In the records below, find each line with "NameCollision" and copy it.

Records excerpted from a collection:
——————

use std::sync::Mutex;
use std::time::Duration;

use reqwest::Method;
use serde_json::Value;
use tracing::{debug, trace};

use crate::logger::{MessageLogMode, MessageLogger};
use crate::protocol::{
    ac_state_property_path, ac_states_path, measurements_path, parse_ac_states,
    parse_error_reason, parse_latest_measurement, parse_pods, patch_ac_state_body, pods_path,
    set_ac_state_body, AC_STATE_HISTORY_FIELDS, API_KEY_PARAM, DEFAULT_BASE_URL,
    LATEST_AC_STATE_FIELDS, PODS_FIELDS,
};
use crate::types::*;
use crate::{Error, Result};

/// The remote operations the temperature watcher depends on.
#[allow(async_fn_in_trait)]
pub trait AcApi {
    async fn list_devices(&self) -> Result<PodDirectory>;
    async fn get_measurement(&self, pod: &PodId) -> Result<Measurement>;
    async fn get_ac_state(&self, pod: &PodId) -> Result<AcStateRecord>;
    async fn set_ac_state(&self, pod: &PodId, state: &AcState) -> Result<()>;
    async fn set_ac_state_field(
        &self,
        pod: &PodId,
        current: &AcState,
        change: AcChange,
    ) -> Result<()>;
}

/// Bring `current` in line with `changes`, writing only what differs.
///
/// A single differing property is patched with `current` as the witness;
/// several are merged into `current` and posted as one state. Returns the
/// state the pod should now be in.
pub async fn apply_ac_changes<C: AcApi>(
    api: &C,
    pod: &PodId,
    current: &AcState,
    changes: &[AcChange],
) -> Result<AcState> {
    let mut desired = current.clone();
    for change in changes {
        desired.apply(change);
    }

    match desired.changes_from(current).as_slice() {
        [] => debug!(pod = %pod, "AC state already as requested"),
        [change] => api.set_ac_state_field(pod, current, *change).await?,
        several => {
            debug!(pod = %pod, count = several.len(), "posting merged AC state");
            api.set_ac_state(pod, &desired).await?;
        }
    }
    Ok(desired)
}

pub struct SensiboClientBuilder {
    api_key: String,
    base_url: String,
    timeout: Option<Duration>,
    name_collision: NameCollision,
    log_mode: Option<MessageLogMode>,
    log_path: Option<String>,
}

impl SensiboClientBuilder {
    pub fn new(api_key: impl Into<String>) -> Self {
        Self {
            api_key: api_key.into(),
            base_url: DEFAULT_BASE_URL.to_string(),
            timeout: None,
            name_collision: NameCollision::default(),
            log_mode: None,
            log_path: None,
        }
    }

    pub fn base_url(mut self, url: impl Into<String>) -> Self {
        self.base_url = url.into().trim_end_matches('/').to_string();
        self
    }

    /// Per-request timeout. Unset, the HTTP client's default applies.
    pub fn timeout(mut self, timeout: Duration) -> Self {
        self.timeout = Some(timeout);
        self
    }

    pub fn name_collision(mut self, policy: NameCollision) -> Self {
        self.name_collision = policy;
        self
    }

    pub fn message_log(mut self, mode: MessageLogMode, path: impl Into<String>) -> Self {
        self.log_mode = Some(mode);
        self.log_path = Some(path.into());
        self
    }

    pub fn build(self) -> Result<SensiboClient> {
        let mut http = reqwest::Client::builder();
        if let Some(timeout) = self.timeout {
            http = http.timeout(timeout);
        }
        let http = http.build()?;

        let logger = match (self.log_mode, self.log_path) {
            (Some(mode), Some(path)) => Some(Mutex::new(MessageLogger::new(mode, &path)?)),
            _ => None,
        };

        Ok(SensiboClient {
            http,
            base_url: self.base_url,
            api_key: self.api_key,
            name_collision: self.name_collision,
            logger,
        })
    }
}

/// Client for the Sensibo cloud API.
///
/// Every call is a direct round trip: nothing is cached and nothing is retried.
pub struct SensiboClient {
    http: reqwest::Client,
    base_url: String,
    api_key: String,
    name_collision: NameCollision,
    logger: Option<Mutex<MessageLogger>>,
}

impl SensiboClient {
    pub fn builder(api_key: impl Into<String>) -> SensiboClientBuilder {
        SensiboClientBuilder::new(api_key)
    }

    pub async fn list_devices(&self) -> Result<PodDirectory> {
        let body = self
            .request(Method::GET, pods_path(), &[("fields", PODS_FIELDS)], None)
            .await?;
        let dir = parse_pods(&body, self.name_collision)?;
        debug!(count = dir.len(), "listed pods");
        Ok(dir)
    }

    pub async fn pod_uids(&self) -> Result<Vec<PodId>> {
        Ok(self.list_devices().await?.ids())
    }

    /// Latest measurement of a pod.
    pub async fn get_measurement(&self, pod: &PodId) -> Result<Measurement> {
        let body = self
            .request(Method::GET, &measurements_path(pod), &[], None)
            .await?;
        parse_latest_measurement(&body, pod)
    }

    /// Most recent AC state record of a pod.
    pub async fn get_ac_state(&self, pod: &PodId) -> Result<AcStateRecord> {
        let body = self
            .request(
                Method::GET,
                &ac_states_path(pod),
                &[("limit", "1"), ("fields", LATEST_AC_STATE_FIELDS)],
                None,
            )
            .await?;
        parse_ac_states(&body)?
            .into_iter()
            .next()
            .ok_or_else(|| Error::MissingData(format!("AC state for pod {pod}")))
    }

    /// Last `limit` AC state records, newest first.
    pub async fn get_ac_states(&self, pod: &PodId, limit: u32) -> Result<Vec<AcStateRecord>> {
        let limit = limit.to_string();
        let body = self
            .request(
                Method::GET,
                &ac_states_path(pod),
                &[("limit", limit.as_str()), ("fields", AC_STATE_HISTORY_FIELDS)],
                None,
            )
            .await?;
        parse_ac_states(&body)
    }

    /// Replace the whole AC state.
    pub async fn set_ac_state(&self, pod: &PodId, state: &AcState) -> Result<()> {
        let data = set_ac_state_body(state);
        self.log_command("set_ac_state", pod, &data);
        self.request(Method::POST, &ac_states_path(pod), &[], Some(&data))
            .await?;
        Ok(())
    }

    /// Change a single property, sending `current` as the state the change
    /// was computed against. A 409 from the API becomes [`Error::Conflict`].
    pub async fn set_ac_state_field(
        &self,
        pod: &PodId,
        current: &AcState,
        change: AcChange,
    ) -> Result<()> {
        let property = change.property();
        let data = patch_ac_state_body(current, &change);
        self.log_command("set_ac_state_field", pod, &data);
        match self
            .request(
                Method::PATCH,
                &ac_state_property_path(pod, property),
                &[],
                Some(&data),
            )
            .await
        {
            Ok(_) => Ok(()),
            Err(Error::Api { status: 409, reason }) => Err(Error::Conflict {
                pod: pod.to_string(),
                property: property.to_string(),
                reason,
            }),
            Err(e) => Err(e),
        }
    }

    /// Read the current state, then patch one property against it.
    pub async fn change_ac_field(&self, pod: &PodId, change: AcChange) -> Result<AcState> {
        let current = self.get_ac_state(pod).await?.ac_state;
        self.set_ac_state_field(pod, &current, change).await?;
        let mut updated = current;
        updated.apply(&change);
        Ok(updated)
    }

    fn log_command(&self, action: &str, pod: &PodId, data: &Value) {
        if let Some(logger) = &self.logger
            && let Ok(mut logger) = logger.lock()
        {
            logger.log_command(action, pod.as_str(), data);
        }
    }

    async fn request(
        &self,
        method: Method,
        path: &str,
        query: &[(&str, &str)],
        body: Option<&Value>,
    ) -> Result<String> {
        let url = format!("{}{}", self.base_url, path);
        debug!(method = %method, path = %path, "sending request");

        if let Some(logger) = &self.logger
            && let Ok(mut logger) = logger.lock()
        {
            logger.log_request(method.as_str(), path, body);
        }

        let mut req = self
            .http
            .request(method, &url)
            .query(&[(API_KEY_PARAM, self.api_key.as_str())])
            .query(query);
        if let Some(body) = body {
            req = req.json(body);
        }

        let resp = req.send().await?;
        let status = resp.status();
        let text = resp.text().await?;
        trace!(status = status.as_u16(), bytes = text.len(), "response received");

        if let Some(logger) = &self.logger
            && let Ok(mut logger) = logger.lock()
        {
            logger.log_response(path, status.as_u16(), &text);
        }

        if !status.is_success() {
            return Err(Error::Api {
                status: status.as_u16(),
                reason: parse_error_reason(&text),
            });
        }
        Ok(text)
    }
}

impl AcApi for SensiboClient {
    async fn list_devices(&self) -> Result<PodDirectory> {
        SensiboClient::list_devices(self).await
    }

    async fn get_measurement(&self, pod: &PodId) -> Result<Measurement> {
        SensiboClient::get_measurement(self, pod).await
    }

    async fn get_ac_state(&self, pod: &PodId) -> Result<AcStateRecord> {
        SensiboClient::get_ac_state(self, pod).await
    }

    async fn set_ac_state(&self, pod: &PodId, state: &AcState) -> Result<()> {
        SensiboClient::set_ac_state(self, pod, state).await
    }

    async fn set_ac_state_field(
        &self,
        pod: &PodId,
        current: &AcState,
        change: AcChange,
    ) -> Result<()> {
        SensiboClient::set_ac_state_field(self, pod, current, change).await
    }
}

——————

EXERCISE RESULT »
    name_collision: NameCollision,
            name_collision: NameCollision::default(),
    pub fn name_collision(mut self, policy: NameCollision) -> Self {
    name_collision: NameCollision,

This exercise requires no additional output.